What is required:
Lines holding the string "tests" are the ones to copy; find them all in the data.

Extracted records:
.....
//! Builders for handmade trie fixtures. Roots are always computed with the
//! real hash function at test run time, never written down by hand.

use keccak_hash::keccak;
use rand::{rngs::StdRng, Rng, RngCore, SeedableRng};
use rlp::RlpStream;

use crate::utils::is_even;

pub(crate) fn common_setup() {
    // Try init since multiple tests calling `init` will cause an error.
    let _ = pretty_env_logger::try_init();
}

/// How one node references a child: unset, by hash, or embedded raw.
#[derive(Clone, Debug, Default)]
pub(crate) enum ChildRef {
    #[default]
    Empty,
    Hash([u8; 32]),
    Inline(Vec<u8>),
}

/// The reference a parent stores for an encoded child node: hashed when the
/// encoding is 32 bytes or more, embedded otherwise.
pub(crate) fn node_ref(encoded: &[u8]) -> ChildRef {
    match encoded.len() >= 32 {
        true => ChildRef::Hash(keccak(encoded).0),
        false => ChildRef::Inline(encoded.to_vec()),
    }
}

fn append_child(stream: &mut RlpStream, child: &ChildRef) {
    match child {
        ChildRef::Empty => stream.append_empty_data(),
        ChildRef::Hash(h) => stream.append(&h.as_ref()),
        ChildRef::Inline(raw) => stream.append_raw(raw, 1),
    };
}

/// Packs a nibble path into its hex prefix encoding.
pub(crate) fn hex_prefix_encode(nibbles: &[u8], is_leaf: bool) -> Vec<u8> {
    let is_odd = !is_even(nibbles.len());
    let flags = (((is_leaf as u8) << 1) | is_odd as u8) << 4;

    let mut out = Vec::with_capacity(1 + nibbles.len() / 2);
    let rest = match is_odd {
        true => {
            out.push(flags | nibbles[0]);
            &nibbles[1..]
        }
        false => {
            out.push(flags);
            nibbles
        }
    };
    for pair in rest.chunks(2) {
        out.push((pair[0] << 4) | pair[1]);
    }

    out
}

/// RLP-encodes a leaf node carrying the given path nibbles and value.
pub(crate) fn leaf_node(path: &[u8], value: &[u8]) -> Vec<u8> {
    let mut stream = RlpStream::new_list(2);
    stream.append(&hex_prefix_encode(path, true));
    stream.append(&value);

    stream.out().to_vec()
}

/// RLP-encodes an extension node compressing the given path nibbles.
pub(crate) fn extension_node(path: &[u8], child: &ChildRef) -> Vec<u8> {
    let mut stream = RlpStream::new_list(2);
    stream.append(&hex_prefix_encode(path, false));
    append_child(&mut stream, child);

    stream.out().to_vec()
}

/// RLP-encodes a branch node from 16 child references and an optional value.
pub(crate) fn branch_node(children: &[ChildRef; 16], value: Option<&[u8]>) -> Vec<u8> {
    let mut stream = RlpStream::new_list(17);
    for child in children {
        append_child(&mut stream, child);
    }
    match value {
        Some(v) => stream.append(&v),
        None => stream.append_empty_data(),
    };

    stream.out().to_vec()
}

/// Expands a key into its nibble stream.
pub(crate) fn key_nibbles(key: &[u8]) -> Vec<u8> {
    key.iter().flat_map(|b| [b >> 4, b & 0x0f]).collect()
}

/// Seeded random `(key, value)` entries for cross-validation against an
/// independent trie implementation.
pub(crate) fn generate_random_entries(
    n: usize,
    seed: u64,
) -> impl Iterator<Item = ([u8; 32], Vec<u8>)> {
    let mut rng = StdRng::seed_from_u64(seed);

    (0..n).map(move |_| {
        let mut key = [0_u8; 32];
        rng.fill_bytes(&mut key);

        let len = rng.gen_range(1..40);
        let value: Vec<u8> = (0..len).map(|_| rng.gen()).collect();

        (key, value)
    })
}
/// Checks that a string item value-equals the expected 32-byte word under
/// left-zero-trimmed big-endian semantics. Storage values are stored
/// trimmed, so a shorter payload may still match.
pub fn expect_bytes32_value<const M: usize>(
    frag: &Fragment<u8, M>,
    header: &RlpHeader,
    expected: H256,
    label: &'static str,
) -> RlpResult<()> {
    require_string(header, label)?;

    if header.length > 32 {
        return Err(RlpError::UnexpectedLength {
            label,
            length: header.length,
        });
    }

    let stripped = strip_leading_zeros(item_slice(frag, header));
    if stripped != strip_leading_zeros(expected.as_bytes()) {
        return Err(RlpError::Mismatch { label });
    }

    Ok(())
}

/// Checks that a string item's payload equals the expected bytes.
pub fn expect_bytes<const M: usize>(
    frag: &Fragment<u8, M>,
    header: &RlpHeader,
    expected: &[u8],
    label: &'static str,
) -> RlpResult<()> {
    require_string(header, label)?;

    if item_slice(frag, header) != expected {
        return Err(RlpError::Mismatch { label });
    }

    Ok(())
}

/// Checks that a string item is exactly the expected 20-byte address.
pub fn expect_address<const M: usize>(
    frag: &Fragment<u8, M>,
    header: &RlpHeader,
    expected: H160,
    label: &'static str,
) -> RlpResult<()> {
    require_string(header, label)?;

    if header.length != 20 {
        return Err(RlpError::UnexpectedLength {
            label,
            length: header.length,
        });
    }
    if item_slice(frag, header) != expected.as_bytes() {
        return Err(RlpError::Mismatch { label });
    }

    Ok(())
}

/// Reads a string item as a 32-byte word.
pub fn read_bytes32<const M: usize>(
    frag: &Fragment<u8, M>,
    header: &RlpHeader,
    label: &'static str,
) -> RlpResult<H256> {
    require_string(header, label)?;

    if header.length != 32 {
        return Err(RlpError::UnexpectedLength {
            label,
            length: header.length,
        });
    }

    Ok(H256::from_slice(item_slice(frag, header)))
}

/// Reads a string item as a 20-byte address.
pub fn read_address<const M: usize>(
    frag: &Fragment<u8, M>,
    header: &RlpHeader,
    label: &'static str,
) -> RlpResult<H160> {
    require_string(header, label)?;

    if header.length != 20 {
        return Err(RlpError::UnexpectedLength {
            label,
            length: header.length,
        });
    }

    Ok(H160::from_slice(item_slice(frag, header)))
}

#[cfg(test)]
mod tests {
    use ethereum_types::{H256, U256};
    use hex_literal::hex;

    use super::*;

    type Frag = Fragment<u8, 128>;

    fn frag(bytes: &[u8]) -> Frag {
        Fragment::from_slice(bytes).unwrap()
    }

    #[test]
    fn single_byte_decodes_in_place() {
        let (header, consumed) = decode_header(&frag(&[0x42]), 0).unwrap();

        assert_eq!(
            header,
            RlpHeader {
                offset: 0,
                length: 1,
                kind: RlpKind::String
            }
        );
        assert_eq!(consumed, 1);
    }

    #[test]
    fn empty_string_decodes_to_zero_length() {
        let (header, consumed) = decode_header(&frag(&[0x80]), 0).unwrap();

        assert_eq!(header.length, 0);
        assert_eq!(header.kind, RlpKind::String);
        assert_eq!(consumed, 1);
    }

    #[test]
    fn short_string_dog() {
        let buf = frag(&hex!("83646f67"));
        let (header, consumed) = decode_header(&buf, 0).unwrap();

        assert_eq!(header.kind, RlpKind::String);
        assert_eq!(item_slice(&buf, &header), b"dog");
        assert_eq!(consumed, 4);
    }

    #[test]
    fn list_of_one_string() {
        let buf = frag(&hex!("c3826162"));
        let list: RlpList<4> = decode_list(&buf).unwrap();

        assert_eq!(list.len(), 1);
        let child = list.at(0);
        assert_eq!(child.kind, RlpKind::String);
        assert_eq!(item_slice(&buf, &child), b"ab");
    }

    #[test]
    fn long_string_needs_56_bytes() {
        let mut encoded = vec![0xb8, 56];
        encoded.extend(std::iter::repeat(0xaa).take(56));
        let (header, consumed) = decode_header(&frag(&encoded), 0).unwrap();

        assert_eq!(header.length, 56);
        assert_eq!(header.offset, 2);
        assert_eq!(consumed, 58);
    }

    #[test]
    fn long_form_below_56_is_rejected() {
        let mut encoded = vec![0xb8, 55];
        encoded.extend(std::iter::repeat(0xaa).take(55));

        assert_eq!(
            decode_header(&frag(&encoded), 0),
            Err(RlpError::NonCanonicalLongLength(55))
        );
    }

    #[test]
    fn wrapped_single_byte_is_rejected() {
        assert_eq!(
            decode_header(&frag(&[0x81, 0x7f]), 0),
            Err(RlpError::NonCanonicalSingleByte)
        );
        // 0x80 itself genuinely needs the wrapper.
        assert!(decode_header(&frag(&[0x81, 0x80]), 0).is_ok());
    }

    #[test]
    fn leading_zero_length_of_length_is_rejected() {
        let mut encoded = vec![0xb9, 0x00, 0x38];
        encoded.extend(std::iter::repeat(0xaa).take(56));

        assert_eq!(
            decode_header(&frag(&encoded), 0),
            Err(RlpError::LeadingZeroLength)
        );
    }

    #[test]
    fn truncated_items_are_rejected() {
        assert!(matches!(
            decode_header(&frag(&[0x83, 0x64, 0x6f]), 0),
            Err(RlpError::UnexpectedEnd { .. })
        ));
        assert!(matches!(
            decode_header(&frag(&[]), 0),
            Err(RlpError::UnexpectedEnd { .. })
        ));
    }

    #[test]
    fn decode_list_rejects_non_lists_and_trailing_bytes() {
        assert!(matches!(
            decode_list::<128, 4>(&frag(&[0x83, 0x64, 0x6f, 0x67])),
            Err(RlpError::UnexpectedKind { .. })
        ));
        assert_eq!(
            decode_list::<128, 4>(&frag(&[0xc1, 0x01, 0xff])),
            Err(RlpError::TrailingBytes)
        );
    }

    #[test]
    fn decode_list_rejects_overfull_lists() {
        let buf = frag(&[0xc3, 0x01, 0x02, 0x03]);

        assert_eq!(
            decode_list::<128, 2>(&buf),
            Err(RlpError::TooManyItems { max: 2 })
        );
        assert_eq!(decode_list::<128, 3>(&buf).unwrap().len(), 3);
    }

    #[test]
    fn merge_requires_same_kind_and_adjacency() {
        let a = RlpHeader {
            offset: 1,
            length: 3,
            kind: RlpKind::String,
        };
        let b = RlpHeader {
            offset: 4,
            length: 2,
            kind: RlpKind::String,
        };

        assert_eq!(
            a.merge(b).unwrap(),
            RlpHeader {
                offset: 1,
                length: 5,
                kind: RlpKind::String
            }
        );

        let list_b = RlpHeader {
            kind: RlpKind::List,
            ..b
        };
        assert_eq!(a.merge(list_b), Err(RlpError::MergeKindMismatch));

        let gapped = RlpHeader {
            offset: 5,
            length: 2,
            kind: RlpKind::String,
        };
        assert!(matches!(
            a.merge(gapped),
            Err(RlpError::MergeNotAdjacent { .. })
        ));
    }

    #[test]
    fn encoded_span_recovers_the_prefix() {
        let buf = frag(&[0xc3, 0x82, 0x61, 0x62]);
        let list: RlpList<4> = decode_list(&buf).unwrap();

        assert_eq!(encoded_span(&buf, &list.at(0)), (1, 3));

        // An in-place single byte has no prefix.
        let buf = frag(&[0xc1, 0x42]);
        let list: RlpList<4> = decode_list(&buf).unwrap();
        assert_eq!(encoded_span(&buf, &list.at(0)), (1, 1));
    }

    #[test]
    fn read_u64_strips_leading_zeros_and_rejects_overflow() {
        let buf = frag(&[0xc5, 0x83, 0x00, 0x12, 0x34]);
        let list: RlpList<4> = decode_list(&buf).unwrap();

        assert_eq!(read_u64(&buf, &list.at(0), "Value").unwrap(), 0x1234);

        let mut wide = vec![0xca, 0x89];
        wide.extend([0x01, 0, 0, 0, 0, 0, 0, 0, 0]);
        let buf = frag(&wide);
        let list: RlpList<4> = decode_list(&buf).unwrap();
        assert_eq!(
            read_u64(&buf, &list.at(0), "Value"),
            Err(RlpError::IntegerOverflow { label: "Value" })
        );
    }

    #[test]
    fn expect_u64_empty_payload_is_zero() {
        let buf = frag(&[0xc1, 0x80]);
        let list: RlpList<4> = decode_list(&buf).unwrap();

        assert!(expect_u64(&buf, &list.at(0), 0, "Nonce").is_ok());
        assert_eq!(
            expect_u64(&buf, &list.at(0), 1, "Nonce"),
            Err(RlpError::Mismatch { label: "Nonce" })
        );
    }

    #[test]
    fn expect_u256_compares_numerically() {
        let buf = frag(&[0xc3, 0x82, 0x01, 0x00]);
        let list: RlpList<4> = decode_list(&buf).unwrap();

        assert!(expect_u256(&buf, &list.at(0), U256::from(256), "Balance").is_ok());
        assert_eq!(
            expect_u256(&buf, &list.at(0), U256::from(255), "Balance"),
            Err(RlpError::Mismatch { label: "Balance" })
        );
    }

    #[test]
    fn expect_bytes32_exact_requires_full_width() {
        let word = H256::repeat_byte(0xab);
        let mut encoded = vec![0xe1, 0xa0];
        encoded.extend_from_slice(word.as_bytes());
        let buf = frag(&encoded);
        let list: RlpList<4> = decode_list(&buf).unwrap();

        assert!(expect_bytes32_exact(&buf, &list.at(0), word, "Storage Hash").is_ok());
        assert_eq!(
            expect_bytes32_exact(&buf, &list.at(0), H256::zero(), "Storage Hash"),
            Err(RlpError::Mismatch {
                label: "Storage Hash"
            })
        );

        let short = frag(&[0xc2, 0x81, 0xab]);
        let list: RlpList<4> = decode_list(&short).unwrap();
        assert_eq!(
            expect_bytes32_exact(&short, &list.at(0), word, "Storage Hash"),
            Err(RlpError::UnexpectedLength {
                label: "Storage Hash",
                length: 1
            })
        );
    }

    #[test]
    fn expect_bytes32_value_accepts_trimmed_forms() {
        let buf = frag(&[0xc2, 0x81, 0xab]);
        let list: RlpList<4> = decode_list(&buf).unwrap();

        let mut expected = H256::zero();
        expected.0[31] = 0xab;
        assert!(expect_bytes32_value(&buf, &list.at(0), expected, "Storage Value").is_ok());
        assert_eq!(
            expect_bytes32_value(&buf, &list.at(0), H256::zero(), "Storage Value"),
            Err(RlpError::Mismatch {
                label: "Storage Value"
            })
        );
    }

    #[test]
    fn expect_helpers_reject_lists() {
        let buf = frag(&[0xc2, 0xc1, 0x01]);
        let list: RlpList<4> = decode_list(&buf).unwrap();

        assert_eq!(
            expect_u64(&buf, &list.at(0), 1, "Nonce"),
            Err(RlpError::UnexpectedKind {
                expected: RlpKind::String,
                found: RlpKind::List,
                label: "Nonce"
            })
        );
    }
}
.....
Answer for this exercise:
    // Try init since multiple tests calling `init` will cause an error.
mod tests {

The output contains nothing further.